Research shows that dietary intake of mushrooms (up to one cup a day) results in higher intake of antibodies that protect our immune system. In another study mushrooms proved to have an anti-growth affect on breast cancer cells. Eating just a handful of white button mushrooms a day is all  you need. Shiitake mushrooms have been shown to protect against the flu.

So stock up, and add a few mushrooms to your daily routine. Mushrooms can be eaten raw (one of my favorite snacks is a handful of mushrooms dipped into a little tahina). But the taste of mushrooms really intensifies when eaten cooked. Meatier mushrooms, like portabello, have a strong texture and flavor and are so satiating, which makes them a great replacement for meat.


With benefits like helping liver function, reducing blood pressure and lowering cholesterol, you can’t go wrong with this beautiful little fungi. When you buy them, store them in a paper bag in the fridge, for a longer shelf life.


Here are some suggestions for adding mushrooms into your daily routine… plus my favorite mushroom soup.

*Toss them in a frying pan with a drop of olive oil and add them to your favorite salad.
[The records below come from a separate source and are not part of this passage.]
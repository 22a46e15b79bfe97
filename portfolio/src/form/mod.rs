//! Contact form validation and simulated submission.
//!
//! The validator binds to a form by id. Blur re-validates one field, input
//! only hides that field's error, and submit validates all three fields
//! together before handing off to a timed, always-successful submission.

mod state;

pub use state::{FieldState, FormState, SubmissionStatus, Validity};

use log::{debug, info, trace, warn};
use pagedom::{Color, Display, Element, Event, EventKind, ScrollBehavior, ScrollBlock, Surface, Tag, Target};

use crate::config::FormConfig;
use crate::page::{Context, Listener, Task};
use crate::timers::TimerHandle;
use crate::validation::{Field, FieldError, ValidationResult};

/// Label shown on the submit control while a submission is in flight.
pub const LOADING_LABEL: &str = r#"<i class="fas fa-spinner fa-spin"></i> Sending..."#;

pub const SUCCESS_MESSAGE: &str = "Thank you for your message! I'll get back to you soon.";

/// Id of the container the success message is written to.
pub const SUCCESS_ID: &str = "form-success";

const ERROR_BORDER: Color = Color::Rgb {
    r: 0xff,
    g: 0x3b,
    b: 0x30,
};

fn default_border() -> Color {
    Color::var("--border-color")
}

fn is_text_control(el: &Element) -> bool {
    el.tag.is_text_control()
}

fn is_error_container(el: &Element) -> bool {
    el.has_class("error-message")
}

/// The values handed to the simulated submission.
#[derive(Debug, Clone, PartialEq, Eq)]
pub struct Submission {
    pub name: String,
    pub email: String,
    pub message: String,
}

/// Deferred work the validator schedules on the page clock.
#[derive(Debug, Clone, PartialEq, Eq)]
pub enum FormTask {
    CompleteSubmission(Submission),
    HideSuccess,
}

#[derive(Debug)]
pub struct FormValidator {
    form_id: String,
    config: FormConfig,
    state: FormState,
    /// Submit control markup saved while the loading label is shown.
    original_label: Option<String>,
    pending: Option<TimerHandle>,
}

impl FormValidator {
    pub fn new(config: FormConfig) -> Self {
        Self {
            form_id: config.form_id.clone(),
            config,
            state: FormState::new(),
            original_label: None,
            pending: None,
        }
    }

    pub fn form_id(&self) -> &str {
        &self.form_id
    }

    pub fn state(&self) -> &FormState {
        &self.state
    }

    /// Handle of the submission timer, while one is pending.
    pub fn pending_submission(&self) -> Option<TimerHandle> {
        self.pending
    }

    /// Subscribe to submit on the form and to blur/input on every text
    /// control inside it. A missing form leaves the validator inert.
    pub fn mount<S: Surface>(&mut self, cx: &mut Context<'_, S>) {
        if !cx.surface().exists(&self.form_id) {
            warn!("form '{}' not found, validation disabled", self.form_id);
            return;
        }

        cx.listen(Target::element(&self.form_id), EventKind::Submit, Listener::Form);

        let controls = cx.surface().query_within(&self.form_id, &is_text_control);
        for id in controls {
            cx.listen(Target::element(&id), EventKind::Blur, Listener::Form);
            cx.listen(Target::element(&id), EventKind::Input, Listener::Form);
        }
        debug!("form '{}' bound", self.form_id);
    }

    pub fn handle_event<S: Surface>(&mut self, event: &Event, cx: &mut Context<'_, S>) {
        match event {
            Event::Submit { .. } => {
                self.handle_submit(cx);
            }
            Event::Blur { target } => {
                self.validate_field(target, cx);
            }
            Event::Input { target, .. } => self.clear_error(target, cx),
            _ => {}
        }
    }

    pub fn handle_task<S: Surface>(&mut self, task: FormTask, cx: &mut Context<'_, S>) {
        match task {
            FormTask::CompleteSubmission(submission) => self.complete_submission(submission, cx),
            FormTask::HideSuccess => {
                if cx.surface_mut().set_display(SUCCESS_ID, Display::None).is_err() {
                    trace!("success container missing");
                }
            }
        }
    }

    /// Validate one control, updating its inline error. Returns validity.
    pub fn validate_field<S: Surface>(&mut self, field_id: &str, cx: &mut Context<'_, S>) -> bool {
        self.check_field(field_id, cx).is_ok()
    }

    fn check_field<S: Surface>(
        &mut self,
        field_id: &str,
        cx: &mut Context<'_, S>,
    ) -> Result<(), FieldError> {
        let name = field_name(cx.surface(), field_id);
        // A control that has gone missing reads as empty.
        let value = cx.surface().value(field_id).unwrap_or_default();

        self.clear_error(field_id, cx);

        let Some(field) = Field::from_name(&name) else {
            trace!("no rules for field '{name}'");
            return Ok(());
        };

        let result = field.validate(&value);
        if let Err(e) = &result {
            self.show_error(field_id, &name, &e.message, cx);
        }
        self.state.record(field, &value, &result);
        result
    }

    fn show_error<S: Surface>(
        &mut self,
        field_id: &str,
        name: &str,
        message: &str,
        cx: &mut Context<'_, S>,
    ) {
        let error_id = format!("{name}-error");
        let surface = cx.surface_mut();
        if surface.exists(&error_id) {
            let _ = surface.set_markup(&error_id, message);
            let _ = surface.set_display(&error_id, Display::Block);
        } else {
            debug!("no error container '{error_id}', dropping: {message}");
        }
        let _ = surface.set_border_color(field_id, ERROR_BORDER);
    }

    /// Hide a control's inline error without re-validating.
    pub fn clear_error<S: Surface>(&mut self, field_id: &str, cx: &mut Context<'_, S>) {
        let name = field_name(cx.surface(), field_id);
        let surface = cx.surface_mut();
        let _ = surface.set_display(&format!("{name}-error"), Display::None);
        let _ = surface.set_border_color(field_id, default_border());

        if let Some(field) = Field::from_name(&name) {
            self.state.hide_error(field);
        }
    }

    fn clear_all_errors<S: Surface>(&mut self, cx: &mut Context<'_, S>) {
        let containers = cx.surface().query_within(&self.form_id, &is_error_container);
        let controls = cx.surface().query_within(&self.form_id, &is_text_control);
        let surface = cx.surface_mut();
        for id in containers {
            let _ = surface.set_display(&id, Display::None);
        }
        for id in controls {
            let _ = surface.set_border_color(&id, default_border());
        }
        self.state.hide_all_errors();
    }

    /// Validate every field and submit if all pass; otherwise scroll the
    /// first visible error into view. Returns None when a submission is
    /// already in flight and the submit was ignored.
    pub fn handle_submit<S: Surface>(
        &mut self,
        cx: &mut Context<'_, S>,
    ) -> Option<ValidationResult> {
        cx.prevent_default();

        if self.state.status() != SubmissionStatus::Idle {
            debug!("submit ignored, submission already {:?}", self.state.status());
            return None;
        }

        self.clear_all_errors(cx);
        let _ = cx.surface_mut().set_display(SUCCESS_ID, Display::None);

        let read = |field: Field| cx.surface().value(field.name()).unwrap_or_default();
        let submission = Submission {
            name: read(Field::Name),
            email: read(Field::Email),
            message: read(Field::Message),
        };

        // Every field is checked so all errors show at once.
        let outcomes: Vec<_> = Field::ALL
            .iter()
            .map(|field| self.check_field(field.name(), cx))
            .collect();
        let result = ValidationResult::collect(outcomes);

        if result.is_valid() {
            self.simulate_submission(submission, cx);
        } else {
            debug!("submit rejected with {} error(s)", result.errors().len());
            self.scroll_to_first_error(cx);
        }
        Some(result)
    }

    fn scroll_to_first_error<S: Surface>(&self, cx: &mut Context<'_, S>) {
        let first = cx
            .surface()
            .query_within(&self.form_id, &|el| is_error_container(el) && el.style.is_block())
            .into_iter()
            .next();
        if let Some(id) = first {
            let _ = cx
                .surface_mut()
                .scroll_into_view(&id, ScrollBehavior::Smooth, ScrollBlock::Center);
        }
    }

    /// Id of the form's `type="submit"` button.
    pub fn submit_control<S: Surface>(&self, surface: &S) -> Option<String> {
        surface
            .query_within(&self.form_id, &|el| {
                el.tag == Tag::Button && el.attribute("type") == Some("submit")
            })
            .into_iter()
            .next()
    }

    /// Enter Submitting: lock the submit control and start the timer.
    /// Does nothing unless the form is Idle.
    pub fn simulate_submission<S: Surface>(
        &mut self,
        submission: Submission,
        cx: &mut Context<'_, S>,
    ) -> Option<TimerHandle> {
        if !self.state.transition(SubmissionStatus::Submitting) {
            return None;
        }

        if let Some(button) = self.submit_control(cx.surface()) {
            self.original_label = cx.surface().markup(&button);
            let surface = cx.surface_mut();
            let _ = surface.set_markup(&button, LOADING_LABEL);
            let _ = surface.set_disabled(&button, true);
        }

        let handle = cx.schedule(
            self.config.submission_delay,
            Task::Form(FormTask::CompleteSubmission(submission)),
        );
        self.pending = Some(handle);
        Some(handle)
    }

    fn complete_submission<S: Surface>(&mut self, submission: Submission, cx: &mut Context<'_, S>) {
        self.pending = None;

        if let Some(button) = self.submit_control(cx.surface()) {
            let surface = cx.surface_mut();
            if let Some(label) = self.original_label.take() {
                let _ = surface.set_markup(&button, &label);
            }
            let _ = surface.set_disabled(&button, false);
        }

        self.show_success(cx);
        self.reset(cx);

        info!(
            "form submitted: name={:?} email={:?} message={} chars",
            submission.name,
            submission.email,
            submission.message.chars().count()
        );

        self.state.transition(SubmissionStatus::Success);
        self.state.transition(SubmissionStatus::Idle);
    }

    fn show_success<S: Surface>(&mut self, cx: &mut Context<'_, S>) {
        let surface = cx.surface_mut();
        if !surface.exists(SUCCESS_ID) {
            debug!("no success container, message dropped");
            return;
        }
        let _ = surface.set_markup(SUCCESS_ID, SUCCESS_MESSAGE);
        let _ = surface.set_display(SUCCESS_ID, Display::Block);
        cx.schedule(self.config.success_display, Task::Form(FormTask::HideSuccess));
    }

    /// Empty every text control in the form.
    fn reset<S: Surface>(&mut self, cx: &mut Context<'_, S>) {
        let controls = cx.surface().query_within(&self.form_id, &is_text_control);
        for id in controls {
            let _ = cx.surface_mut().set_value(&id, "");
        }
        self.state.clear_fields();
    }
}

/// The control's `name` attribute, falling back to its id.
fn field_name<S: Surface>(surface: &S, field_id: &str) -> String {
    surface
        .attribute(field_id, "name")
        .unwrap_or_else(|| field_id.to_string())
}
//! Where the CLI keeps its files.
//!
//! XDG directories on Linux, the platform conventions elsewhere.

use std::fs;
use std::path::{Path, PathBuf};

use directories::ProjectDirs;

const QUALIFIER: &str = "dev";
const ORGANIZATION: &str = "portfolio";
const APPLICATION: &str = "portfolio";

const LATEST_LOG: &str = "latest.log";

/// Archived logs kept besides the latest one.
const MAX_OLD_LOGS: usize = 25;

fn project_dirs() -> Option<ProjectDirs> {
    ProjectDirs::from(QUALIFIER, ORGANIZATION, APPLICATION)
}

/// Stored preferences (the theme).
///
/// - Linux: `~/.local/share/portfolio/preferences.json`
/// - macOS: `~/Library/Application Support/dev.portfolio.portfolio/preferences.json`
pub fn preferences_file() -> Option<PathBuf> {
    project_dirs().map(|dirs| dirs.data_dir().join("preferences.json"))
}

/// Page configuration read when `--config` is not given.
pub fn config_file() -> Option<PathBuf> {
    project_dirs().map(|dirs| dirs.config_dir().join("config.toml"))
}

fn cache_dir() -> Option<PathBuf> {
    project_dirs().map(|dirs| dirs.cache_dir().to_path_buf())
}

pub fn log_file() -> Option<PathBuf> {
    cache_dir().map(|dir| dir.join(LATEST_LOG))
}

/// Archive the previous run's log under its timestamp and prune old
/// archives. Call before opening the new log.
pub fn rotate_logs() {
    let Some(cache) = cache_dir() else { return };
    let latest = cache.join(LATEST_LOG);

    if latest.exists() {
        let stamp = chrono::Local::now().format("%Y%m%d_%H%M%S");
        let _ = fs::rename(&latest, cache.join(format!("{stamp}.log")));
    }

    prune_logs(&cache, MAX_OLD_LOGS);
}

/// Delete the oldest archived logs in `dir` until at most `keep` remain.
fn prune_logs(dir: &Path, keep: usize) {
    let Ok(entries) = fs::read_dir(dir) else { return };

    let mut archived: Vec<_> = entries
        .filter_map(Result::ok)
        .filter(|entry| {
            let name = entry.file_name();
            let name = name.to_string_lossy();
            name.ends_with(".log") && name != LATEST_LOG
        })
        .collect();

    if archived.len() <= keep {
        return;
    }
    archived.sort_by_key(|entry| entry.metadata().and_then(|m| m.modified()).ok());
    for entry in &archived[..archived.len() - keep] {
        let _ = fs::remove_file(entry.path());
    }
}

#[cfg(test)]
mod tests {
    use super::*;

    #[test]
    fn prune_keeps_latest_and_newest_archives() {
        let dir = std::env::temp_dir().join(format!("portfolio-logs-{}", std::process::id()));
        fs::create_dir_all(&dir).unwrap();
        for name in ["a.log", "b.log", "c.log", LATEST_LOG, "notes.txt"] {
            fs::write(dir.join(name), name).unwrap();
        }

        prune_logs(&dir, 1);

        let mut left: Vec<_> = fs::read_dir(&dir)
            .unwrap()
            .map(|e| e.unwrap().file_name().to_string_lossy().into_owned())
            .collect();
        left.sort();
        assert_eq!(left.len(), 3);
        assert!(left.contains(&LATEST_LOG.to_string()));
        assert!(left.contains(&"notes.txt".to_string()));

        fs::remove_dir_all(&dir).unwrap();
    }
}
*Add them to a garbanzo flour omelette

*Grill them and add them with other veggies to a sandwich

*Toss them with a drop of olive oil and balsamic and skewer. Grill or roast and enjoy over a 1/2 cup of brown rice.

*Mix up the varieties and make a soup (see below)



1 large onion (white or yellow) chopped

1 cup of white button mushrooms* chopped

1 cup of shiitake mushrooms* chopped

1 cup of enoki mushrooms* chopped

2 garlic cloves minced

3/4 cup of farro (or barley) rinsed

2 cups of portobello mushroom broth (like this one)  

6 cups of water (depending on how much mushrooms you use)

Salt and pepper to taste.


*or any other mushrooms. You can use crimini and oyster with this recipe too. Chose whatever looks the best in the store.


Start by sauteing the onion in a small amount of oil until translucent (or water saute)

Add the chopped mushrooms (except the enoki) and let them cook (5-7 min) stirring frequently.

Add the minced garlic and cook 1 more minute.

Add the rinsed farro (or barley), broth and water. The water should more than cover the mushrooms.

Add salt and pepper to taste and bring to a boil.

Lower to a simmer and cook until farro (or barley) is tender- about 20-30 minutes.

Add the enoki mushrooms for the last 10 minutes of cooking (over heating enoki can make them a little hard).


Tip: make sure to have enough water. The farro expands and soaks up the liquid making this soup much thicker second day. You can always add more water when you reheat, too.